Saved data entries
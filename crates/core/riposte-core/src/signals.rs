//! Structured signal extraction from free-form user turns
//!
//! Each field has its own independent pattern rule. Absence of an entity is a
//! normal outcome: every extractor returns `None` rather than an error.

use crate::nlp::normalize;
use once_cell::sync::Lazy;
use regex::Regex;
use serde::{Deserialize, Serialize};

/// Entities derived from a single user turn, never persisted
#[derive(Debug, Clone, Default, PartialEq, Serialize, Deserialize)]
pub struct ExtractedSignals {
    /// First name mentioned in the turn
    pub name: Option<String>,
    /// Age in years
    pub age: Option<u32>,
    /// Zodiac sign, display-cased
    pub sign: Option<String>,
    /// City mentioned in the turn
    pub city: Option<String>,
    /// Day reference (demain, aujourd'hui, cette semaine)
    pub day: Option<String>,
    /// Weather keyword
    pub weather: Option<String>,
    /// Conversation theme (amour, travail, sante)
    pub theme: Option<String>,
    /// Occasion for a personalized message
    pub occasion: Option<String>,
}

/// The 12 zodiac sign stems (normalized) with their display labels
const ZODIAC_SIGNS: &[(&str, &str)] = &[
    ("belier", "Bélier"),
    ("taureau", "Taureau"),
    ("gemeau", "Gémeaux"),
    ("cancer", "Cancer"),
    ("lion", "Lion"),
    ("vierge", "Vierge"),
    ("balance", "Balance"),
    ("scorpion", "Scorpion"),
    ("sagittaire", "Sagittaire"),
    ("capricorne", "Capricorne"),
    ("verseau", "Verseau"),
    ("poisson", "Poissons"),
];

/// Capitalized words that start sentences rather than naming someone,
/// plus the persona's own identity
const NAME_STOPLIST: &[&str] = &[
    "je", "tu", "il", "elle", "on", "nous", "vous", "le", "la", "les", "un", "une", "mon", "ma",
    "mes", "ton", "ta", "tes", "moi", "salut", "bonjour", "allo", "hey", "ok", "cathy", "donne",
    "fais", "dis", "ecris", "peux", "est", "ce", "que", "quoi", "merci", "oui", "non",
];

static CAPITALIZED_AFTER_NAME_PREP: Lazy<Regex> = Lazy::new(|| {
    Regex::new(r"(?:\b[Pp]our|\b[Dd]e|[Àà])\s+(\p{Lu}[\p{Ll}\-]+)").expect("valid regex")
});

static CAPITALIZED_AFTER_CITY_PREP: Lazy<Regex> = Lazy::new(|| {
    Regex::new(r"(?:[Àà]|\b[Aa]|\b[Dd]e|\b[Pp]our)\s+(\p{Lu}[\p{Ll}\-]+)").expect("valid regex")
});

static CAPITALIZED_WORD: Lazy<Regex> =
    Lazy::new(|| Regex::new(r"\b(\p{Lu}[\p{Ll}\-]+)\b").expect("valid regex"));

static AGE_WITH_UNIT: Lazy<Regex> =
    Lazy::new(|| Regex::new(r"\b(\d{1,3})\s*ans?\b").expect("valid regex"));

static BARE_NUMBER: Lazy<Regex> = Lazy::new(|| Regex::new(r"\b(\d{1,3})\b").expect("valid regex"));

/// Extract all structured signals from a user turn
pub fn extract_signals(turn: &str) -> ExtractedSignals {
    ExtractedSignals {
        name: extract_name(turn),
        age: extract_age(turn),
        sign: extract_sign(turn),
        city: extract_city(turn),
        day: extract_day(turn),
        weather: extract_weather(turn),
        theme: extract_theme(turn),
        occasion: extract_occasion(turn),
    }
}

/// Extract a first name: capitalized word after pour/de/à, else the first
/// capitalized word not in the sentence-starter stoplist
pub fn extract_name(turn: &str) -> Option<String> {
    if let Some(cap) = CAPITALIZED_AFTER_NAME_PREP.captures(turn) {
        let word = cap[1].to_string();
        if !NAME_STOPLIST.contains(&normalize(&word).as_str()) {
            return Some(word);
        }
    }
    for cap in CAPITALIZED_WORD.captures_iter(turn) {
        let word = cap[1].to_string();
        if !NAME_STOPLIST.contains(&normalize(&word).as_str()) {
            return Some(word);
        }
    }
    None
}

/// Extract an age: integer followed by "an"/"ans", else the first bare
/// 1-3 digit integer
pub fn extract_age(turn: &str) -> Option<u32> {
    if let Some(cap) = AGE_WITH_UNIT.captures(turn) {
        return cap[1].parse().ok();
    }
    BARE_NUMBER
        .captures(turn)
        .and_then(|cap| cap[1].parse().ok())
}

/// Extract a zodiac sign by substring match against the 12 normalized stems
pub fn extract_sign(turn: &str) -> Option<String> {
    let normalized = normalize(turn);
    ZODIAC_SIGNS
        .iter()
        .find(|(stem, _)| normalized.contains(stem))
        .map(|(_, label)| label.to_string())
}

/// Extract a city: capitalized word following à/a/de/pour
pub fn extract_city(turn: &str) -> Option<String> {
    CAPITALIZED_AFTER_CITY_PREP
        .captures(turn)
        .map(|cap| cap[1].to_string())
        .filter(|word| !NAME_STOPLIST.contains(&normalize(word).as_str()))
}

/// Extract a day reference as one of three fixed literals
pub fn extract_day(turn: &str) -> Option<String> {
    let normalized = normalize(turn);
    if normalized.contains("demain") {
        Some("demain".to_string())
    } else if normalized.contains("aujourd hui") {
        Some("aujourd'hui".to_string())
    } else if normalized.contains("semaine") {
        Some("cette semaine".to_string())
    } else {
        None
    }
}

/// Extract a weather keyword
pub fn extract_weather(turn: &str) -> Option<String> {
    let normalized = normalize(turn);
    for (stems, label) in [
        (&["canicule"][..], "canicule"),
        (&["pluie"][..], "pluie"),
        (&["neige"][..], "neige"),
        (&["soleil", "ensoleille"][..], "soleil"),
        (&["orage"][..], "orage"),
        (&["nuage"][..], "nuage"),
    ] {
        if stems.iter().any(|s| normalized.contains(s)) {
            return Some(label.to_string());
        }
    }
    None
}

/// Extract a conversation theme
pub fn extract_theme(turn: &str) -> Option<String> {
    let normalized = normalize(turn);
    for (stems, label) in [
        (&["amour"][..], "amour"),
        (&["travail", "job"][..], "travail"),
        (&["sante"][..], "sante"),
    ] {
        if stems.iter().any(|s| normalized.contains(s)) {
            return Some(label.to_string());
        }
    }
    None
}

/// Extract an occasion for a personalized message
pub fn extract_occasion(turn: &str) -> Option<String> {
    let normalized = normalize(turn);
    for (stems, label) in [
        (&["retraite"][..], "retraite"),
        (&["fete", "anniversaire"][..], "fete"),
        (&["promotion"][..], "promotion"),
        (&["rupture"][..], "rupture"),
    ] {
        if stems.iter().any(|s| normalized.contains(s)) {
            return Some(label.to_string());
        }
    }
    None
}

— PROBLEM REQUIREMENTS —
From the records, copy out each line that includes the string "ExtractedSignals".

— OUTPUT BELOW —
pub struct ExtractedSignals {
pub fn extract_signals(turn: &str) -> ExtractedSignals {
    ExtractedSignals {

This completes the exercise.